However, mutual fund investing typically still has fees associated with it. To be sure, most brokers have a “no transaction fee,” or NTF list, that often has a selection of mutual funds available to be traded commission-free, but most still charge fees for mutual funds that aren’t on the list. These can be rather expensive — up to $74.95 in some cases. But one broker has just made a big change.

One broker is getting rid of mutual fund fees entirely

Ally Invest — the brokerage arm of online-based bank Ally Financial — recently announced the elimination of mutual fund transaction fees for all self-directed accounts on its platform. This means the approximately 17,000 mutual funds available to invest through Ally’s platform are all commission-free.

Even before this, Ally Invest had a somewhat unique mutual fund commission structure. Instead of having a list of funds with no transaction fee and a list of funds with a high transaction fee, Ally simply charged a $9.95 fee for any mutual fund trades. This was already a big differentiator for investors interested in funds that rarely appear on brokers’ NTF lists, and was the lowest mutual fund commission of any of our top online brokers.

The elimination of mutual fund fees entirely is an even bigger differentiator. Many of the most discount-focused brokers, such as Robinhood and SoFi, offer unique features like free options trading, but don’t offer the ability to invest in mutual funds at all. In an increasingly competitive environment where it is difficult to stand out from other discount-oriented brokers, dropping mutual fund commissions could help Ally’s brokerage business stand out from the rest.

To clarify, the elimination of mutual fund fees only applies to self-directed brokerage accounts. Ally also offers robo-advisory products, and the fee elimination won’t affect these accounts.

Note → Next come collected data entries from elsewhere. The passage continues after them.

impl Default for AppConfig {
    fn default() -> Self {
        let style = ParallaxStyle::default();
        let timing = SpringTiming::default();
        Self {
            bindings: Self::default_bindings(),
            min_scale: style.min_scale,
            max_padding: style.max_padding,
            spring_duration_ms: timing.duration.as_millis() as u64,
            damping_ratio: timing.damping_ratio,
            frame_rate: 60,
            scroll_step: 24.0,
            media_url: DEFAULT_MEDIA_URL.to_string(),
        }
    }
}

impl AppConfig {
    pub fn default_bindings() -> HashMap<Action, Vec<KeyBind>> {
        use Action::*;
        use KeyCode::*;
        let n = KeyModifiers::NONE;
        HashMap::from([
            (ScrollUp, vec![KeyBind::new(Up, n), KeyBind::new(Char('k'), n)]),
            (ScrollDown, vec![KeyBind::new(Down, n), KeyBind::new(Char('j'), n)]),
            (Action::PageUp, vec![KeyBind::new(KeyCode::PageUp, n)]),
            (Action::PageDown, vec![KeyBind::new(KeyCode::PageDown, n), KeyBind::new(Char(' '), n)]),
            (Expand, vec![KeyBind::new(Enter, n), KeyBind::new(Char('f'), n)]),
            (Dismiss, vec![KeyBind::new(Esc, n), KeyBind::new(Backspace, n)]),
            (Quit, vec![KeyBind::new(Char('q'), n)]),
        ])
    }

    /// Action bound to `event`; the binding with the most modifiers wins.
    pub fn match_key(&self, event: KeyEvent) -> Option<Action> {
        self.bindings
            .iter()
            .flat_map(|(&action, binds)| binds.iter().map(move |b| (action, b)))
            .filter(|(_, b)| b.matches(event))
            .max_by_key(|(_, b)| b.modifiers.bits().count_ones())
            .map(|(action, _)| action)
    }

    fn short_binding(&self, action: Action) -> String {
        match self.bindings.get(&action) {
            Some(binds) if !binds.is_empty() => binds[0].display(),
            _ => "?".into(),
        }
    }

    /// Status-bar hint built from the current bindings.
    pub fn status_bar_hint(&self, fullscreen: bool) -> String {
        if fullscreen {
            format!(
                "{}/click: exit fullscreen | {}: quit",
                self.short_binding(Action::Dismiss),
                self.short_binding(Action::Quit),
            )
        } else {
            format!(
                "{}/{}/wheel: scroll | {}/click video: fullscreen | {}: quit",
                self.short_binding(Action::ScrollUp),
                self.short_binding(Action::ScrollDown),
                self.short_binding(Action::Expand),
                self.short_binding(Action::Quit),
            )
        }
    }

    pub fn parallax_style(&self) -> ParallaxStyle {
        ParallaxStyle {
            min_scale: self.min_scale,
            max_padding: self.max_padding,
        }
    }

    pub fn spring_timing(&self) -> SpringTiming {
        SpringTiming {
            duration: Duration::from_millis(self.spring_duration_ms),
            damping_ratio: self.damping_ratio,
            ..SpringTiming::default()
        }
    }

    pub fn frame_interval(&self) -> Duration {
        Duration::from_secs_f64(1.0 / f64::from(self.frame_rate))
    }

    // ── persistence ─────────────────────────────────────────────

    /// Load from the default path, falling back to defaults.
    pub fn load() -> Self {
        Self::load_from(&config_path())
    }

    pub fn load_from(path: &Path) -> Self {
        match std::fs::read_to_string(path) {
            Ok(contents) => Self::parse(&contents),
            Err(_) => Self::default(),
        }
    }

    pub fn save(&self) -> anyhow::Result<PathBuf> {
        let path = config_path();
        self.save_to(&path)?;
        Ok(path)
    }

    pub fn save_to(&self, path: &Path) -> anyhow::Result<()> {
        if let Some(parent) = path.parent() {
            std::fs::create_dir_all(parent)?;
        }
        std::fs::write(path, self.serialise())?;
        Ok(())
    }

    pub fn parse(s: &str) -> Self {
        let mut config = Self::default();

        for line in s.lines() {
            let line = line.trim();
            if line.is_empty() || line.starts_with('#') || line.starts_with('[') {
                continue;
            }
            let Some((key, value)) = line.split_once('=') else {
                continue;
            };
            let key = key.trim();
            let value = value.trim().trim_matches('"');

            let applied = match key {
                "min_scale" => value.parse::<f64>().map(|v| config.min_scale = v.clamp(0.1, 1.0)).is_ok(),
                "max_padding" => value.parse::<f64>().map(|v| config.max_padding = v.clamp(0.0, 64.0)).is_ok(),
                "spring_duration_ms" => value
                    .parse::<u64>()
                    .map(|v| config.spring_duration_ms = v.clamp(100, 5000))
                    .is_ok(),
                "damping_ratio" => value.parse::<f64>().map(|v| config.damping_ratio = v.clamp(0.1, 2.0)).is_ok(),
                "frame_rate" => value.parse::<u32>().map(|v| config.frame_rate = v.clamp(10, 240)).is_ok(),
                "scroll_step" => value.parse::<f64>().map(|v| config.scroll_step = v.clamp(1.0, 400.0)).is_ok(),
                "media_url" => {
                    config.media_url = value.to_string();
                    true
                }
                _ => match Action::from_config_key(key) {
                    Some(action) => {
                        let parsed: Vec<KeyBind> = value
                            .split(',')
                            .filter_map(|part| KeyBind::parse(part.trim().trim_matches('"')))
                            .collect();
                        if !parsed.is_empty() {
                            config.bindings.insert(action, parsed);
                        }
                        true
                    }
                    None => true,
                },
            };
            if !applied {
                tracing::warn!(key, value, "ignoring unparsable config value");
            }
        }

        config
    }

    fn serialise(&self) -> String {
        let mut lines = vec![
            "# reelview configuration".to_string(),
            String::new(),
            "# Parallax".to_string(),
            format!("min_scale = {}", self.min_scale),
            format!("max_padding = {}", self.max_padding),
            format!("scroll_step = {}", self.scroll_step),
            String::new(),
            "# Transition".to_string(),
            format!("spring_duration_ms = {}", self.spring_duration_ms),
            format!("damping_ratio = {}", self.damping_ratio),
            format!("frame_rate = {}", self.frame_rate),
            String::new(),
            format!("media_url = \"{}\"", self.media_url),
            String::new(),
            "# Key bindings".to_string(),
            "# Format: action = Key1, Key2, ...".to_string(),
            "# Modifiers: Ctrl+, Alt+, Shift+ (prefix)".to_string(),
            String::new(),
        ];

        for &action in Action::ALL {
            if let Some(binds) = self.bindings.get(&action) {
                let keys: Vec<String> = binds.iter().map(KeyBind::to_config_string).collect();
                lines.push(format!("{} = {}", action.config_key(), keys.join(", ")));
            }
        }
        lines.push(String::new());
        lines.join("\n")
    }
}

There are still some costs associated with mutual fund investing

To be perfectly clear, Ally Invest is eliminating its own mutual fund fees. Virtually all mutual funds still charge their own management fees (known as expense ratios), which typically vary from 0.03% to about 1%, depending on the provider and the nature of the fund. These fees are automatically paid out of the fund’s assets and there’s nothing Ally (or any broker) can do about them.

And although it’s usually wise to avoid them, there are some mutual funds that charge a commission when they’re bought or sold (known as front-end and back-end loads). But these can be eliminated by choosing to only search for “no load” mutual funds.

The bottom line

The elimination of mutual fund transaction fees entirely is a major step. It remains to be seen whether other brokers will follow suit, but for the time being, this is a major differentiator for Ally Invest that could make the platform more appealing to investors who prefer mutual funds over individual stocks and ETFs.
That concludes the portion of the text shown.